Dua Julukan Keramat Kiai Wahab dari Mbah Hasyim
Banyak kiprah hebat kiai NU dalam mewujudkan kemerdekaan Indonesia tak tertulis di tinta sejarah. Satu di antaranya KH Abdul Wahab Chasbullah. Padahal KH Hasyim Asyari memberinya dua julukan keramat.
DI KALANGAN nasionalis, Bung Karno dikenal sebagai orator ulung. Pidatonya mampu membakar, menggelorakan revolusi, untuk mengusir penjajah hingga Indonesia meraih kemerdekaan sekaligus mempertahankan martabat Merah Putih setelahnya.
Tentu, Bung Karno tidak sendiri dalam mewujudkan kemerdekaan. Sebab, para kiai Nahdlatul Ulama (NU) juga menggelorakan dan melakukan perjuangan yang sama. Bedanya, tinta sejarah tidak terlalu panjang menulis kiprah besar para kiai NU.
Padahal, Bung Karno tidak suka kalau sampai anak bangsa ini melupakan atau bahkan meninggalkan sejarah, seperti yang diucapkan dalam pidatonya saat HUT RI, 17 Agustus 1966: Jasmerah (Jangan sekali-kali meninggalkan sejarah).
Lalu apa kiprah besar para kiai NU dalam mewujudkan kemerdekaan Indonesia? Tak terbilang! Salah satunya, "Sebelum 1926, penjajah masih senyum-senyum saja. Tapi ketika NU berdiri pada 1926, di situlah para penjajah benar-benar gentar. Begitu yang disampaikan abah saya, tutur Pengasuh Ponpes Amanatul Ummah Pacet dan Surabaya, Jatim, Dr KH Asep Saifuddin Chalim MA.

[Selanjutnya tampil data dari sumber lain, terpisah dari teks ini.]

//! Host values referenced by guest handles.

use std::fmt;
use std::rc::Rc;

use hostbridge_primitives::ClosureId;

use crate::error::{HostError, HostException};
use crate::event::{DomRect, EventKind, InputEvent};

/// A DOM element owned by the host.
#[derive(Debug, Clone, Copy, PartialEq, Eq, Hash, PartialOrd, Ord)]
pub struct ElementId(pub u32);

/// A rendering context created from a canvas.
#[derive(Debug, Clone, Copy, PartialEq, Eq, Hash, PartialOrd, Ord)]
pub struct ContextId(pub u32);

/// WebGL object kinds.
#[derive(Debug, Clone, Copy, PartialEq, Eq, Hash, PartialOrd, Ord)]
pub enum GlObjectKind {
    Buffer,
    Texture,
    Framebuffer,
    Program,
    Shader,
    VertexArray,
}

impl GlObjectKind {
    pub fn class_name(self) -> &'static str {
        match self {
            Self::Buffer => "WebGLBuffer",
            Self::Texture => "WebGLTexture",
            Self::Framebuffer => "WebGLFramebuffer",
            Self::Program => "WebGLProgram",
            Self::Shader => "WebGLShader",
            Self::VertexArray => "WebGLVertexArrayObject",
        }
    }
}

/// A WebGL object, scoped to the context that created it.
#[derive(Debug, Clone, Copy, PartialEq, Eq, Hash)]
pub struct GlObject {
    pub context: ContextId,
    pub kind: GlObjectKind,
    pub id: u32,
}

/// `WebGLUniformLocation`.
#[derive(Debug, Clone, Copy, PartialEq, Eq, Hash)]
pub struct UniformLocation {
    pub program: GlObject,
    pub location: u32,
}

/// `WebGLActiveInfo`.
#[derive(Debug, Clone, PartialEq, Eq)]
pub struct ActiveInfo {
    pub name: String,
    pub size: i32,
    pub ty: u32,
}

/// Reference-typed host objects.
#[derive(Debug, Clone, PartialEq)]
pub enum HostObject {
    Window,
    Document,
    Element(ElementId),
    /// `element.style`
    Style(ElementId),
    Context(ContextId),
    Gl(GlObject),
    UniformLocation(UniformLocation),
    ActiveInfo(ActiveInfo),
    Extension { context: ContextId, name: String },
    Rect(DomRect),
    Event(Rc<InputEvent>),
    /// A guest closure wrapped as a host function.
    Closure(ClosureId),
    Int32Array(Vec<i32>),
}

impl HostObject {
    /// Interface name as a script would see it.
    pub fn class_name(&self) -> &'static str {
        match self {
            Self::Window => "Window",
            Self::Document => "HTMLDocument",
            Self::Element(_) => "HTMLElement",
            Self::Style(_) => "CSSStyleDeclaration",
            Self::Context(_) => "WebGL2RenderingContext",
            Self::Gl(obj) => obj.kind.class_name(),
            Self::UniformLocation(_) => "WebGLUniformLocation",
            Self::ActiveInfo(_) => "WebGLActiveInfo",
            Self::Extension { .. } => "Object",
            Self::Rect(_) => "DOMRect",
            Self::Event(ev) => ev.class_name(),
            Self::Closure(_) => "Function",
            Self::Int32Array(_) => "Int32Array",
        }
    }
}

/// Interfaces a guest can test a value against without trapping.
///
/// The discriminant is the `kind` argument of `object_instance_of`.
#[derive(Debug, Clone, Copy, PartialEq, Eq, Hash)]
#[repr(i32)]
pub enum Interface {
    Window = 1,
    Document = 2,
    Element = 3,
    CanvasElement = 4,
    WebGl2RenderingContext = 5,
    Event = 6,
    MouseEvent = 7,
    WheelEvent = 8,
    KeyboardEvent = 9,
    Error = 10,
    Function = 11,
    Int32Array = 12,
}

impl Interface {
    pub fn from_abi(raw: i32) -> Option<Self> {
        Some(match raw {
            1 => Self::Window,
            2 => Self::Document,
            3 => Self::Element,
            4 => Self::CanvasElement,
            5 => Self::WebGl2RenderingContext,
            6 => Self::Event,
            7 => Self::MouseEvent,
            8 => Self::WheelEvent,
            9 => Self::KeyboardEvent,
            10 => Self::Error,
            11 => Self::Function,
            12 => Self::Int32Array,
            _ => return None,
        })
    }
}

/// Any value a handle can refer to.
#[derive(Debug, Clone, PartialEq)]
pub enum HostValue {
    Undefined,
    Null,
    Bool(bool),
    Number(f64),
    String(String),
    Error(HostException),
    Object(HostObject),
}

impl HostValue {
    /// Values for the reserved handles, in handle order. `HANDLE_NONE`
    /// resolves to `undefined`.
    pub fn sentinels() -> [HostValue; 5] {
        [
            HostValue::Undefined,
            HostValue::Undefined,
            HostValue::Null,
            HostValue::Bool(true),
            HostValue::Bool(false),
        ]
    }

    /// `undefined` or `null`.
    pub fn is_nullish(&self) -> bool {
        matches!(self, Self::Undefined | Self::Null)
    }

    pub fn as_number(&self) -> Option<f64> {
        match self {
            Self::Number(n) => Some(*n),
            _ => None,
        }
    }

    pub fn as_bool(&self) -> Option<bool> {
        match self {
            Self::Bool(b) => Some(*b),
            _ => None,
        }
    }

    pub fn as_str(&self) -> Option<&str> {
        match self {
            Self::String(s) => Some(s),
            _ => None,
        }
    }

    pub fn as_object(&self) -> Option<&HostObject> {
        match self {
            Self::Object(obj) => Some(obj),
            _ => None,
        }
    }

    /// Type name used in mismatch reports.
    pub fn type_name(&self) -> &'static str {
        match self {
            Self::Undefined => "undefined",
            Self::Null => "null",
            Self::Bool(_) => "boolean",
            Self::Number(_) => "number",
            Self::String(_) => "string",
            Self::Error(_) => "Error",
            Self::Object(obj) => obj.class_name(),
        }
    }

    pub fn expect_element(&self) -> Result<ElementId, HostError> {
        match self {
            Self::Object(HostObject::Element(el)) => Ok(*el),
            other => Err(HostError::type_mismatch("HTMLElement", other.type_name())),
        }
    }

    pub fn expect_context(&self) -> Result<ContextId, HostError> {
        match self {
            Self::Object(HostObject::Context(ctx)) => Ok(*ctx),
            other => Err(HostError::type_mismatch("WebGL2RenderingContext", other.type_name())),
        }
    }

    pub fn expect_event(&self) -> Result<Rc<InputEvent>, HostError> {
        match self {
            Self::Object(HostObject::Event(ev)) => Ok(Rc::clone(ev)),
            other => Err(HostError::type_mismatch("Event", other.type_name())),
        }
    }

    pub fn expect_closure(&self) -> Result<ClosureId, HostError> {
        match self {
            Self::Object(HostObject::Closure(id)) => Ok(*id),
            other => Err(HostError::type_mismatch("Function", other.type_name())),
        }
    }

    pub fn expect_rect(&self) -> Result<DomRect, HostError> {
        match self {
            Self::Object(HostObject::Rect(rect)) => Ok(*rect),
            other => Err(HostError::type_mismatch("DOMRect", other.type_name())),
        }
    }

    /// A WebGL object of `kind`.
    pub fn expect_gl(&self, kind: GlObjectKind) -> Result<GlObject, HostError> {
        match self {
            Self::Object(HostObject::Gl(obj)) if obj.kind == kind => Ok(*obj),
            other => Err(HostError::type_mismatch(kind.class_name(), other.type_name())),
        }
    }

    /// A WebGL object of `kind`, or `null`/`undefined`.
    pub fn expect_gl_or_null(&self, kind: GlObjectKind) -> Result<Option<GlObject>, HostError> {
        if self.is_nullish() {
            return Ok(None);
        }
        self.expect_gl(kind).map(Some)
    }

    pub fn expect_uniform_location(&self) -> Result<Option<UniformLocation>, HostError> {
        match self {
            Self::Object(HostObject::UniformLocation(loc)) => Ok(Some(*loc)),
            v if v.is_nullish() => Ok(None),
            other => Err(HostError::type_mismatch("WebGLUniformLocation", other.type_name())),
        }
    }

    pub fn expect_int32_array(&self) -> Result<&[i32], HostError> {
        match self {
            Self::Object(HostObject::Int32Array(values)) => Ok(values),
            other => Err(HostError::type_mismatch("Int32Array", other.type_name())),
        }
    }

    pub fn expect_error(&self) -> Result<&HostException, HostError> {
        match self {
            Self::Error(exception) => Ok(exception),
            other => Err(HostError::type_mismatch("Error", other.type_name())),
        }
    }

    /// `value instanceof iface`. Only the host knows which elements are
    /// canvases, so it answers that through `is_canvas`.
    pub fn is_instance_of(&self, iface: Interface, is_canvas: impl FnOnce(ElementId) -> bool) -> bool {
        let Self::Object(obj) = self else {
            return matches!((iface, self), (Interface::Error, Self::Error(_)));
        };
        match (iface, obj) {
            (Interface::Window, HostObject::Window) => true,
            (Interface::Document, HostObject::Document) => true,
            (Interface::Element, HostObject::Element(_)) => true,
            (Interface::CanvasElement, HostObject::Element(el)) => is_canvas(*el),
            (Interface::WebGl2RenderingContext, HostObject::Context(_)) => true,
            (Interface::Event, HostObject::Event(_)) => true,
            (Interface::MouseEvent, HostObject::Event(ev)) => {
                matches!(ev.kind(), EventKind::Mouse { .. } | EventKind::Wheel { .. })
            }
            (Interface::WheelEvent, HostObject::Event(ev)) => matches!(ev.kind(), EventKind::Wheel { .. }),
            (Interface::KeyboardEvent, HostObject::Event(ev)) => matches!(ev.kind(), EventKind::Keyboard { .. }),
            (Interface::Function, HostObject::Closure(_)) => true,
            (Interface::Int32Array, HostObject::Int32Array(_)) => true,
            _ => false,
        }
    }

    pub fn expect_active_info(&self) -> Result<&ActiveInfo, HostError> {
        match self {
            Self::Object(HostObject::ActiveInfo(info)) => Ok(info),
            other => Err(HostError::type_mismatch("WebGLActiveInfo", other.type_name())),
        }
    }
}

impl From<bool> for HostValue {
    fn from(b: bool) -> Self {
        Self::Bool(b)
    }
}

impl From<f64> for HostValue {
    fn from(n: f64) -> Self {
        Self::Number(n)
    }
}

impl From<String> for HostValue {
    fn from(s: String) -> Self {
        Self::String(s)
    }
}

impl From<&str> for HostValue {
    fn from(s: &str) -> Self {
        Self::String(s.to_owned())
    }
}

impl From<HostObject> for HostValue {
    fn from(obj: HostObject) -> Self {
        Self::Object(obj)
    }
}

impl From<HostException> for HostValue {
    fn from(err: HostException) -> Self {
        Self::Error(err)
    }
}

impl<T: Into<HostValue>> From<Option<T>> for HostValue {
    fn from(v: Option<T>) -> Self {
        v.map_or(Self::Null, Into::into)
    }
}

/// Render a value for debugging.
///
/// Primitives print the way a script console would; strings are quoted,
/// functions and errors get their own forms, other objects print their
/// interface name.
pub fn debug_string(value: &HostValue) -> String {
    value.to_string()
}

impl fmt::Display for HostValue {
    fn fmt(&self, f: &mut fmt::Formatter<'_>) -> fmt::Result {
        match self {
            Self::Undefined => write!(f, "undefined"),
            Self::Null => write!(f, "null"),
            Self::Bool(b) => write!(f, "{}", b),
            Self::Number(n) => fmt_number(*n, f),
            Self::String(s) => write!(f, "{:?}", s),
            Self::Error(err) => write!(f, "{}: {}", err.name, err.message),
            Self::Object(HostObject::Closure(id)) => write!(f, "Function(closure#{})", id.as_raw()),
            Self::Object(HostObject::ActiveInfo(info)) => {
                write!(f, "WebGLActiveInfo({:?}, size={}, type={:#06x})", info.name, info.size, info.ty)
            }
            Self::Object(HostObject::Rect(r)) => {
                write!(f, "DOMRect({}, {}, {}, {})", r.left, r.top, r.width, r.height)
            }
            Self::Object(HostObject::Event(ev)) => write!(f, "{}({:?})", ev.class_name(), ev.event_type()),
            Self::Object(HostObject::Extension { name, .. }) => write!(f, "Object({})", name),
            Self::Object(HostObject::Int32Array(values)) => {
                write!(f, "Int32Array({}) [", values.len())?;
                for (i, v) in values.iter().enumerate() {
                    if i > 0 {
                        write!(f, ", ")?;
                    }
                    write!(f, "{}", v)?;
                }
                write!(f, "]")
            }
            Self::Object(obj) => write!(f, "[object {}]", obj.class_name()),
        }
    }
}

fn fmt_number(n: f64, f: &mut fmt::Formatter<'_>) -> fmt::Result {
    if n.is_nan() {
        write!(f, "NaN")
    } else if n.is_infinite() {
        write!(f, "{}Infinity", if n < 0.0 { "-" } else { "" })
    } else if n == n.trunc() && n.abs() < 1e21 {
        write!(f, "{}", n as i64)
    } else {
        write!(f, "{}", n)
    }
}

Penuturan Kiai Asep itu disampaikan saat Soft Launching Mars Asli "Hubbul Wathon" karya KH Abdul Wahab Chasbullah di Halaman Gedung Astra Nawa, Surabaya, pekan lalu. Kiai Asep adalah putra KH Abdul Chalim Leuwimunding, muassis NU Surabaya yang juga sekretaris pribadi Kiai Wahab.
Satu di antara kiai yang begitu menggelora ingin Indonesia merdeka, lanjut Kiai Asep, yakni Kiai Wahab. Bahkan, sejak belajar di Makkah, 1913, dia sudah berpikir keras membuat institusi untuk mendukung upaya kemerdekaan.
"Para kiai NU berkeyakinan, merdeka bisa terwujud ketika ada institusi kiai-kiai pesantren dan kemudian mereka membentuk kekuatan. Bahkan sejak dari Makkah beliau (Kiai Wahab) berpikir tentang itu," kata Kiai Asep.
"Kiai Wahab dan abah saya berteman, walaupun usia abah saya jauh lebih muda. Dari sejak 1913 berada di Makkah dan pulang bersama-sama pada 1914. Memang cita-citanya ingin mendirikan institusi ulama-ulama pesantren dan kemudian mewujudkan Indonesia merdeka."
Maka, setahun kemudian, sepulang Kiai Wahab dan Kiai Chalim Leuwimunding dari Makkah, lahirlah Tashwirul Afkar, Nahdlatul Wathon serta institusi kebangsaan lainnya. Rupanya, gerakan dan perjuangan Kiai Wahab ini dipantau terus oleh Hadratussyeikh KH Hasyim Asyari (Mbah Hasyim) maupun KH Kholil Bangkalan (Mbah Cholil).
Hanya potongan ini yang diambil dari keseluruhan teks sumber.